(WORKING DATA begins)
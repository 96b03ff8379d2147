//! Aggregated analytics contract.
//!
//! [`AnalyticsResult`] is built once by the aggregator and only read
//! afterwards. Its serialized form (camelCase, without raw user messages) is
//! also the share-token payload.

use chrono::{DateTime, Utc};
use serde::{Deserialize, Serialize};

use crate::message::Message;
use crate::platform::Platform;

/// Message count for one weekday.
#[derive(Debug, Clone, PartialEq, Eq, Serialize, Deserialize)]
pub struct DayCount {
    pub day: String,
    pub count: usize,
}

/// Message count for one hour of the day (label `"H:00"`).
#[derive(Debug, Clone, PartialEq, Eq, Serialize, Deserialize)]
pub struct HourCount {
    pub hour: String,
    pub count: usize,
}

impl HourCount {
    /// Hour of day parsed back from the label.
    pub fn hour_of_day(&self) -> Option<u32> {
        self.hour.split(':').next()?.parse().ok()
    }
}

/// Message count for one calendar month (label `"Jan 2024"`).
#[derive(Debug, Clone, PartialEq, Eq, Serialize, Deserialize)]
pub struct MonthCount {
    pub month: String,
    pub count: usize,
}

/// Frequency of one word across user messages.
#[derive(Debug, Clone, PartialEq, Eq, Serialize, Deserialize)]
pub struct WordCount {
    pub text: String,
    pub value: usize,
}

/// Behavioral archetype assigned to the user.
#[derive(Debug, Clone, PartialEq, Eq, Serialize, Deserialize)]
pub struct Persona {
    pub title: String,
    pub description: String,
    pub icon: String,
}

impl Persona {
    /// Create a new persona.
    pub fn new(
        title: impl Into<String>,
        description: impl Into<String>,
        icon: impl Into<String>,
    ) -> Self {
        Self {
            title: title.into(),
            description: description.into(),
            icon: icon.into(),
        }
    }

    /// Stand-in used while the rest of the result is assembled.
    pub fn placeholder() -> Self {
        Self::new("", "", "")
    }
}

/// Statistical summary of one export.
#[derive(Debug, Clone, PartialEq, Serialize, Deserialize)]
#[serde(rename_all = "camelCase")]
pub struct AnalyticsResult {
    pub platform: Platform,
    pub total_conversations: usize,
    pub total_messages: usize,
    pub user_message_count: usize,
    pub assistant_message_count: usize,

    /// Earliest retained message timestamp
    pub first_chat_date: DateTime<Utc>,

    /// Latest retained message timestamp
    pub last_chat_date: DateTime<Utc>,

    /// Rounded to one decimal place
    pub avg_messages_per_convo: f64,

    pub busiest_day: DayCount,
    pub busiest_hour: HourCount,

    /// Always 7 entries, Sunday first
    #[serde(default)]
    pub daily_activity: Vec<DayCount>,

    /// Always 24 entries, hour 0 first
    #[serde(default)]
    pub hourly_activity: Vec<HourCount>,

    /// Chronological, active months only
    #[serde(default)]
    pub monthly_activity: Vec<MonthCount>,

    /// Top 50 words, descending by count
    #[serde(default)]
    pub word_frequency: Vec<WordCount>,

    /// Distinct non-stop-word tokens across user messages
    #[serde(default)]
    pub vocabulary_size: usize,

    /// Distinct calendar days with at least one message
    #[serde(default)]
    pub active_days: usize,

    pub longest_streak: usize,

    pub user_persona: Persona,

    /// Raw user messages for later stages. Never serialized.
    #[serde(skip)]
    pub user_messages: Vec<Message>,
}

impl AnalyticsResult {
    /// Mean user message length in characters (0 when the user sent nothing).
    pub fn average_user_message_length(&self) -> f64 {
        if self.user_messages.is_empty() {
            return 0.0;
        }
        let total: usize = self.user_messages.iter().map(Message::char_len).sum();
        total as f64 / self.user_messages.len() as f64
    }

    /// Number of user messages containing a question mark.
    pub fn user_question_count(&self) -> usize {
        self.user_messages
            .iter()
            .filter(|m| m.content.contains('?'))
            .count()
    }

    /// Messages sent during the given hours of day (inclusive bounds, may wrap midnight).
    pub fn messages_in_hours(&self, start: u32, end: u32) -> usize {
        self.hourly_activity
            .iter()
            .filter(|h| {
                h.hour_of_day().is_some_and(|hour| {
                    if start <= end {
                        (start..=end).contains(&hour)
                    } else {
                        hour >= start || hour <= end
                    }
                })
            })
            .map(|h| h.count)
            .sum()
    }

    /// The `n` most frequent words.
    pub fn top_words(&self, n: usize) -> Vec<String> {
        self.word_frequency
            .iter()
            .take(n)
            .map(|w| w.text.clone())
            .collect()
    }
}
//! Export platform selector.

use std::str::FromStr;

use serde::{Deserialize, Serialize};

use crate::error::WrappedError;

/// Chat platform an export came from.
///
/// New platforms only need a variant here and a parser; the aggregator
/// carries the value through untouched.
#[derive(Debug, Clone, Copy, PartialEq, Eq, Hash, Serialize, Deserialize)]
pub enum Platform {
    /// Tree-structured `conversations.json` export
    #[serde(rename = "ChatGPT")]
    ChatGpt,
    /// Flat-history export
    #[serde(rename = "Claude")]
    Claude,
}

impl Platform {
    /// All supported platforms.
    pub const ALL: [Platform; 2] = [Platform::ChatGpt, Platform::Claude];

    /// Display name, also used as the serialized form.
    pub fn as_str(&self) -> &'static str {
        match self {
            Platform::ChatGpt => "ChatGPT",
            Platform::Claude => "Claude",
        }
    }

    /// Prefix for synthesized conversation ids.
    pub fn id_prefix(&self) -> &'static str {
        match self {
            Platform::ChatGpt => "chatgpt",
            Platform::Claude => "claude",
        }
    }
}

impl std::fmt::Display for Platform {
    fn fmt(&self, f: &mut std::fmt::Formatter<'_>) -> std::fmt::Result {
        f.write_str(self.as_str())
    }
}

impl FromStr for Platform {
    type Err = WrappedError;

    fn from_str(s: &str) -> Result<Self, Self::Err> {
        match s.trim().to_lowercase().as_str() {
            "chatgpt" | "openai" | "gpt" => Ok(Platform::ChatGpt),
            "claude" | "anthropic" => Ok(Platform::Claude),
            other => Err(WrappedError::Configuration(format!(
                "unsupported platform '{other}' (expected one of: ChatGPT, Claude)"
            ))),
        }
    }
}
(WORKING DATA ends)
◆ WHAT THIS TASK INVOLVES
Reply with one number, the count of lines in the data that contain "calendar".

◆ WRITTEN RESPONSE
2